**Task prompt**
Set down exactly the stretch of lines below that opens at the line containing "assert!(!Coordinates::new(21.0278, 105.8342).is_unset());" and continues through the last line of the entries, and nothing else.

+++

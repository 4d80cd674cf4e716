//! Geographic coordinate type.

use std::fmt;

use serde::{Deserialize, Serialize};

/// A WGS84 coordinate pair in decimal degrees.
///
/// The crate-wide convention is `(lat, lng)` order. The routing provider
/// speaks `(lng, lat)`; the routing client transposes at the boundary so
/// no other module ever sees provider order.
///
/// `(0.0, 0.0)` is a sentinel meaning "no location available" — stations
/// created without coordinates and drivers who denied location access both
/// surface as this value. See [`Coordinates::is_unset`].
#[derive(Debug, Clone, Copy, PartialEq, Serialize, Deserialize)]
pub struct Coordinates {
    pub lat: f64,
    pub lng: f64,
}

impl Coordinates {
    /// Create a coordinate pair.
    pub fn new(lat: f64, lng: f64) -> Self {
        Self { lat, lng }
    }

    /// Whether this is the `(0, 0)` "no location" sentinel.
    pub fn is_unset(&self) -> bool {
        self.lat == 0.0 && self.lng == 0.0
    }
}

impl fmt::Display for Coordinates {
    fn fmt(&self, f: &mut fmt::Formatter<'_>) -> fmt::Result {
        write!(f, "{},{}", self.lat, self.lng)
    }
}

#[cfg(test)]
mod tests {
    use super::*;

    #[test]
    fn origin_is_unset() {
        assert!(Coordinates::new(0.0, 0.0).is_unset());
    }

    #[test]
    fn real_coordinates_are_set() {
        assert!(!Coordinates::new(21.0278, 105.8342).is_unset());
        // A zero on only one axis is a legitimate location (equator/meridian).
        assert!(!Coordinates::new(0.0, 105.8342).is_unset());
        assert!(!Coordinates::new(21.0278, 0.0).is_unset());
    }

    #[test]
    fn display_is_lat_comma_lng() {
        let c = Coordinates::new(21.0278, 105.8342);
        assert_eq!(c.to_string(), "21.0278,105.8342");
    }

    #[test]
    fn deserializes_from_crud_json() {
        let c: Coordinates = serde_json::from_str(r#"{"lat":21.0,"lng":105.8}"#).unwrap();
        assert_eq!(c, Coordinates::new(21.0, 105.8));
    }
}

+++

**Output of the exercise**
        assert!(!Coordinates::new(21.0278, 105.8342).is_unset());
        // A zero on only one axis is a legitimate location (equator/meridian).
        assert!(!Coordinates::new(0.0, 105.8342).is_unset());
        assert!(!Coordinates::new(21.0278, 0.0).is_unset());
    }

    #[test]
    fn display_is_lat_comma_lng() {
        let c = Coordinates::new(21.0278, 105.8342);
        assert_eq!(c.to_string(), "21.0278,105.8342");
    }

    #[test]
    fn deserializes_from_crud_json() {
        let c: Coordinates = serde_json::from_str(r#"{"lat":21.0,"lng":105.8}"#).unwrap();
        assert_eq!(c, Coordinates::new(21.0, 105.8));
    }
}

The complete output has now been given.